Ica memukul bahu Aaron.
"Aaduuuhh.. Mbak Ica.... " Aaron meringis kesakitan
"Makanya gak usah genit-genit jadi cowok." Papar Ica.
"Haa haa haaa..." Suara tawa mereka pecah melihat kehebohan dua kakak beradik ini.
***********
Pukul tiga sore orang tua Ica dan rombongannya datang.
Ya iyalah rombongan secara ada Mbak Oppi, Mbah Yun, Zain dan Ara.
Ica dan Aksa menyambut kedatangan rombongan dari Mojokerto itu dengan suka cita.

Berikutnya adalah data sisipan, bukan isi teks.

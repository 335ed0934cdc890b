//! Reconciliation of ledger lines against external statements.

pub mod matcher;
pub mod types;

pub use matcher::{DEFAULT_TOLERANCE_DAYS, Matcher};
pub use types::{
    ExternalLine, MatchOutcome, MatchedPair, ReconcileInput, Reconciliation, UnmatchedExternal,
};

Setelah menyalami Mbak Oppi dan Mbah Yun, mereka duduk di ruang tamu.
"Mbak Ambar maaf yaa, kok jadi menyambut saya." Ucap Mama Ica begitu mereka sudah duduk di ruang tamu.
"Gak pa_pa Mbak. Mbak Teri pasti juga sangat lelah setelah perjalanan jauh. Lebih jauh dari kami malahan." Balas Mama Ambar. Mamanya Aksa.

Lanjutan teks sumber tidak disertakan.